Thanks! Yeah, that would probably be the most common use case. Though I worry that it would be non-intuitive given other functions operating on models (mcmc
, opt
, etc.) always return summaries of the greta arrays named in the model call. Not sure which is best.
I’ve been thinking again about the marginalisation interface in the feature/marginalise
branch, and also doing predictive simulations (when you get new data to predict to after model fitting). In both of those use cases, you might want to create a new variable greta array after creating the model and doing MCMC, and then simulate their values given the MCMC samples (like you can already do for deterministic greta arrays with calculate()

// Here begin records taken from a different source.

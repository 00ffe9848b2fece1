use web_sys::{HtmlButtonElement, HtmlElement, Window};

use crate::dom::{Node, SubmitControl, Viewport};

pub struct DomNode(HtmlElement);

impl DomNode {
    pub fn new(element: HtmlElement) -> Self {
        Self(element)
    }
}

impl Node for DomNode {
    fn toggle_class(&self, class: &str, on: bool) {
        let _ = self.0.class_list().toggle_with_force(class, on);
    }

    fn has_class(&self, class: &str) -> bool {
        self.0.class_list().contains(class)
    }

    fn set_attribute(&self, name: &str, value: &str) {
        let _ = self.0.set_attribute(name, value);
    }

    fn set_display(&self, value: &str) {
        let _ = self.0.style().set_property("display", value);
    }

    fn force_layout(&self) {
        let _ = self.0.offset_width();
    }

    fn viewport_top(&self) -> f64 {
        self.0.get_bounding_client_rect().top()
    }

    fn text(&self) -> String {
        self.0.text_content().unwrap_or_default()
    }

    fn set_text(&self, text: &str) {
        self.0.set_text_content(Some(text));
    }
}

pub struct BrowserViewport(pub Window);

impl Viewport for BrowserViewport {
    fn scroll_y(&self) -> f64 {
        self.0.scroll_y().unwrap_or(0.0)
    }

    fn inner_height(&self) -> f64 {
        self.0
            .inner_height()
            .ok()
            .and_then(|height| height.as_f64())
            .unwrap_or(0.0)
    }
}

pub struct DomButton(HtmlButtonElement);

impl DomButton {
    pub fn new(button: HtmlButtonElement) -> Self {
        Self(button)
    }
}

impl SubmitControl for DomButton {
    fn set_disabled(&self, disabled: bool) {
        self.0.set_disabled(disabled);
    }

    fn label(&self) -> String {
        self.0.text_content().unwrap_or_default()
    }

    fn set_label(&self, label: &str) {
        self.0.set_text_content(Some(label));
    }
}
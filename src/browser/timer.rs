use gloo_timers::callback::Timeout;

use crate::timer::{PendingTask, Scheduler, Task, Timer};

/// Schedules tasks with `setTimeout`.
pub struct GlooScheduler;

impl Scheduler for GlooScheduler {
    fn schedule(&self, delay_ms: u32, task: Task) -> Timer {
        Timer::new(Timeout::new(delay_ms, task))
    }
}

impl PendingTask for Timeout {
    fn cancel(self: Box<Self>) {
        drop(Timeout::cancel(*self));
    }

    /// Called while the timeout's own closure is still running, so the handle
    /// is dropped from a microtask once the callback has returned.
    fn release(self: Box<Self>) {
        wasm_bindgen_futures::spawn_local(async move {
            drop(self);
        });
    }
}
//! `web-sys` implementations of the page capabilities, plus element discovery.

mod events;
mod form;
mod node;
mod timer;

use std::rc::Rc;

use futures::future::LocalBoxFuture;
use wasm_bindgen::{JsCast, JsValue};
use web_sys::{Document, Element, HtmlButtonElement, HtmlElement, HtmlFormElement};

pub use events::{BrowserEvents, EventTargets, Listener};
pub use form::{DomForm, FetchTransport};
pub use node::{BrowserViewport, DomButton, DomNode};
pub use timer::GlooScheduler;

use crate::config::{PageConfig, Selectors, CONFIG_ELEMENT_ID};
use crate::dom::{NodeRef, SubmitControl};
use crate::error::PageError;
use crate::modal::{ModalId, ModalParts};
use crate::page::{FormParts, Page, PageElements, Platform, Spawner};

/// Runs page futures on the browser's microtask queue.
pub struct BrowserSpawner;

impl Spawner for BrowserSpawner {
    fn spawn(&self, task: LocalBoxFuture<'static, ()>) {
        wasm_bindgen_futures::spawn_local(task);
    }
}

/// Mounts the page once the document has been parsed.
pub fn start() -> Result<(), PageError> {
    let window = web_sys::window().ok_or(PageError::NoWindow)?;
    let document = window.document().ok_or(PageError::NoDocument)?;

    if document.ready_state() != "loading" {
        mount(&load_config(&document))?.forget();
        return Ok(());
    }

    let listener = Listener::attach(&document, "DOMContentLoaded", move |_| {
        let config = web_sys::window()
            .and_then(|window| window.document())
            .map(|document| load_config(&document))
            .unwrap_or_default();
        match mount(&config) {
            Ok(page) => page.forget(),
            Err(e) => log::error!("Failed to mount page: {}", e),
        }
    })?;
    // Lives for the rest of the document.
    std::mem::forget(listener);
    Ok(())
}

/// Reads the inline `#page-config` JSON block, if the page has one.
pub fn load_config(document: &Document) -> PageConfig {
    let raw = document
        .get_element_by_id(CONFIG_ELEMENT_ID)
        .and_then(|element| element.text_content());
    PageConfig::from_json_or_default(raw.as_deref())
}

pub fn mount(config: &PageConfig) -> Result<Page, PageError> {
    let window = web_sys::window().ok_or(PageError::NoWindow)?;
    let document = window.document().ok_or(PageError::NoDocument)?;
    let (elements, targets) = discover(&document, window.clone(), &config.selectors)?;

    let platform = Platform {
        events: Rc::new(BrowserEvents::new(targets)),
        viewport: Rc::new(BrowserViewport(window)),
        scheduler: Rc::new(GlooScheduler),
        spawner: Rc::new(BrowserSpawner),
        transport: Rc::new(FetchTransport),
    };
    Ok(Page::mount(&platform, elements, config))
}

/// Finds every element the page behaviours attach to.
pub fn discover(
    document: &Document,
    window: web_sys::Window,
    selectors: &Selectors,
) -> Result<(PageElements, EventTargets), PageError> {
    let navbar = query_one(document, &selectors.navbar)?.and_then(html);

    let links: Vec<HtmlElement> = query_all(document, &selectors.nav_links)?
        .into_iter()
        .filter_map(html)
        .collect();
    let fade_targets: Vec<HtmlElement> = query_all(document, &selectors.fade_targets)?
        .into_iter()
        .filter_map(html)
        .collect();

    let success = find_modal(document, &selectors.success_modal, &selectors.modal_message)?;
    let error = find_modal(document, &selectors.error_modal, &selectors.modal_message)?;
    let modal_elements: Vec<(ModalId, Element)> =
        [(ModalId::Success, &success), (ModalId::Error, &error)]
            .into_iter()
            .filter_map(|(id, found)| found.as_ref().map(|(element, _)| (id, element.clone())))
            .collect();

    let mut close_buttons = Vec::new();
    for button in query_all(document, &selectors.close_button)? {
        let enclosing = button
            .closest(&selectors.modal)
            .map_err(|e| selector_error(&selectors.modal, e))?;
        let owner = enclosing.and_then(|modal| {
            modal_elements
                .iter()
                .find(|(_, element)| *element == modal)
                .map(|(id, _)| *id)
        });
        match owner {
            Some(id) => close_buttons.push((id, button)),
            None => log::debug!("Close button outside a known modal ignored"),
        }
    }

    let form = query_one(document, &selectors.form)?
        .and_then(|element| element.dyn_into::<HtmlFormElement>().ok());
    let form_parts = match &form {
        Some(form) => {
            let submit = form
                .query_selector(&selectors.submit_button)
                .map_err(|e| selector_error(&selectors.submit_button, e))?
                .and_then(|element| element.dyn_into::<HtmlButtonElement>().ok())
                .map(|button| Rc::new(DomButton::new(button)) as Rc<dyn SubmitControl>);
            Some(FormParts {
                form: Rc::new(DomForm::new(form.clone())),
                submit,
            })
        }
        None => None,
    };

    let elements = PageElements {
        navbar: navbar.map(node),
        nav_links: links.iter().cloned().map(node).collect(),
        fade_targets: fade_targets.into_iter().map(node).collect(),
        success_modal: success.map(|(_, parts)| parts),
        error_modal: error.map(|(_, parts)| parts),
        form: form_parts,
    };
    let targets = EventTargets {
        window,
        nav_links: links.into_iter().map(Element::from).collect(),
        modals: modal_elements,
        close_buttons,
        form,
    };
    Ok((elements, targets))
}

fn find_modal(
    document: &Document,
    selector: &str,
    message_selector: &str,
) -> Result<Option<(Element, ModalParts)>, PageError> {
    let Some(container) = query_one(document, selector)?.and_then(html) else {
        return Ok(None);
    };
    let message = container
        .query_selector(message_selector)
        .map_err(|e| selector_error(message_selector, e))?
        .and_then(html);
    Ok(Some((
        Element::from(container.clone()),
        ModalParts {
            container: node(container),
            message: message.map(node),
        },
    )))
}

fn node(element: HtmlElement) -> NodeRef {
    Rc::new(DomNode::new(element))
}

fn html(element: Element) -> Option<HtmlElement> {
    element.dyn_into::<HtmlElement>().ok()
}

fn query_one(document: &Document, selector: &str) -> Result<Option<Element>, PageError> {
    document
        .query_selector(selector)
        .map_err(|e| selector_error(selector, e))
}

fn query_all(document: &Document, selector: &str) -> Result<Vec<Element>, PageError> {
    let list = document
        .query_selector_all(selector)
        .map_err(|e| selector_error(selector, e))?;
    Ok((0..list.length())
        .filter_map(|index| list.item(index))
        .filter_map(|item| item.dyn_into::<Element>().ok())
        .collect())
}

fn selector_error(selector: &str, e: JsValue) -> PageError {
    PageError::Selector {
        selector: selector.to_string(),
        reason: describe_js(&e),
    }
}

pub(crate) fn describe_js(value: &JsValue) -> String {
    value.as_string().unwrap_or_else(|| format!("{:?}", value))
}
//! Engine settings
//!
//! Timings and float geometry, stored as JSON next to the host application.
//! Every field has a default, so partial files are fine.

use std::ops::Range;
use std::path::Path;

use serde::{Deserialize, Serialize};

use crate::consts::*;

/// Phase loop timings (ms)
#[derive(Debug, Clone, PartialEq, Serialize, Deserialize)]
#[serde(default)]
pub struct TimingSettings {
    /// Casting animation before fishing starts
    pub cast_transition_ms: u64,
    /// Bite wait, sampled from [min, max)
    pub wait_min_ms: u64,
    pub wait_max_ms: u64,
    /// Time after a pattern ends before the fish escapes
    pub auto_miss_grace_ms: u64,
    /// HIT/MISS display before returning to ready
    pub result_display_ms: u64,
}

impl Default for TimingSettings {
    fn default() -> Self {
        Self {
            cast_transition_ms: CAST_TRANSITION_MS,
            wait_min_ms: WAIT_MIN_MS,
            wait_max_ms: WAIT_MAX_MS,
            auto_miss_grace_ms: AUTO_MISS_GRACE_MS,
            result_display_ms: RESULT_DISPLAY_MS,
        }
    }
}

impl TimingSettings {
    /// Half-open bite wait range
    pub fn wait_range(&self) -> Range<u64> {
        self.wait_min_ms..self.wait_max_ms
    }
}

/// Decorative impact pulse timings (ms)
#[derive(Debug, Clone, PartialEq, Serialize, Deserialize)]
#[serde(default)]
pub struct ImpactSettings {
    /// Delay between the primary and secondary pulse
    pub secondary_delay_ms: u64,
    /// Both pulses expire this long after the primary was created
    pub lifetime_ms: u64,
}

impl Default for ImpactSettings {
    fn default() -> Self {
        Self {
            secondary_delay_ms: IMPACT_SECONDARY_DELAY_MS,
            lifetime_ms: IMPACT_LIFETIME_MS,
        }
    }
}

/// All engine settings
#[derive(Debug, Clone, PartialEq, Serialize, Deserialize)]
#[serde(default)]
pub struct Settings {
    pub timing: TimingSettings,
    pub impact: ImpactSettings,

    // === Geometry (px) ===
    /// Float displacement when at rest on the water
    pub resting_offset: f32,
    /// Water line the reflection mirrors across
    pub mirror_line: f32,
    /// Depth of the hook-attempt dip
    pub sink_depth: f32,
}

impl Default for Settings {
    fn default() -> Self {
        Self {
            timing: TimingSettings::default(),
            impact: ImpactSettings::default(),
            resting_offset: RESTING_OFFSET,
            mirror_line: MIRROR_LINE,
            sink_depth: SINK_DEPTH,
        }
    }
}

impl Settings {
    /// Parse settings from JSON and fix up inconsistent values
    pub fn from_json(json: &str) -> Result<Self, serde_json::Error> {
        let settings: Settings = serde_json::from_str(json)?;
        Ok(settings.sanitized())
    }

    pub fn to_json(&self) -> Result<String, serde_json::Error> {
        serde_json::to_string_pretty(self)
    }

    /// Repair values that would break the game loop
    pub fn sanitized(mut self) -> Self {
        let timing = &mut self.timing;
        if timing.wait_max_ms <= timing.wait_min_ms {
            log::warn!(
                "Wait range [{}, {}) is empty, widening by 1 ms",
                timing.wait_min_ms,
                timing.wait_max_ms
            );
            timing.wait_max_ms = timing.wait_min_ms + 1;
        }
        if self.impact.lifetime_ms < self.impact.secondary_delay_ms {
            self.impact.lifetime_ms = self.impact.secondary_delay_ms;
        }
        if !self.resting_offset.is_finite() {
            self.resting_offset = RESTING_OFFSET;
        }
        if !self.mirror_line.is_finite() {
            self.mirror_line = MIRROR_LINE;
        }
        if !self.sink_depth.is_finite() {
            self.sink_depth = SINK_DEPTH;
        }
        self
    }

    /// Load settings from a JSON file, falling back to defaults
    pub fn load(path: impl AsRef<Path>) -> Self {
        let path = path.as_ref();
        let json = match std::fs::read_to_string(path) {
            Ok(json) => json,
            Err(e) => {
                log::info!("No settings at {} ({}), using defaults", path.display(), e);
                return Self::default();
            }
        };

        match Self::from_json(&json) {
            Ok(settings) => {
                log::info!("Loaded settings from {}", path.display());
                settings
            }
            Err(e) => {
                log::warn!("Invalid settings in {}: {}, using defaults", path.display(), e);
                Self::default()
            }
        }
    }

    /// Save settings as pretty JSON
    pub fn save(&self, path: impl AsRef<Path>) -> std::io::Result<()> {
        let json = self.to_json().map_err(std::io::Error::other)?;
        std::fs::write(path.as_ref(), json)?;
        log::info!("Settings saved to {}", path.as_ref().display());
        Ok(())
    }
}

). You can’t do that with the current interface, since you have to pass in the model object, which wouldn’t have the new greta arrays.
In light of that, maybe having greta arrays be the simulation targets would be better, like in @cboettig’s post. so then the interface would look like this (no model passed in):
simulate(targets, nsim = 1, seed = NULL, values = list(), precision = c("double", "single"), ...)
and you’d use it like this:
# build a greta model
n <- 10
y <- rnorm(n)
y <- as_data(y)
library(greta)
sd <- lognormal(1, 2)
mu <- normal(0, 1, dim = n)
distribution(y) <- normal(mu, sd)
m <- model(mu, sd)
# prior simulation:
# simulate one random draw of mu and sd from the model prior:
sims <- simulate(list(mu, sd))
# 100 simulations of mu and sd)
sims <- simulate(list(mu, sd), nsim = 100)
# 100 simulations of y and mu
# NB: y must be a greta array here
sims <- simulate(list(y, mu), nsim = 100)
# conditional prior simulation:
# 100 simulations of y and mu, with sd fixed at 3
sims <- simulate(list(y, mu), nsim = 100, values = list(sd = 3))
# posterior simulation:
# generate posterior samples from the model as usual
draws <- mcmc(m)
# draw 100 simulations of y, conditioned on 100 random posterior
# samples of all the model parameters
sims <- simulate(y, nsim = 100, values = draws)
This way you would have to explicitly pass in the things you want to simulate. It wouldn’t be able to guess what you want with defaults, but at least you wouldn’t be confused!
A downside of this is that it doesn’t match the pattern for the simulate
S3 class, where the first argument is a (fitted) model object.
So maybe it should be renamed to something else (sample
is already taken) or maybe this functionality should be rolled into the same function as calculate
(enabling a list of targets in that function)?
Goddamnit, sane API design is much harder than writing code!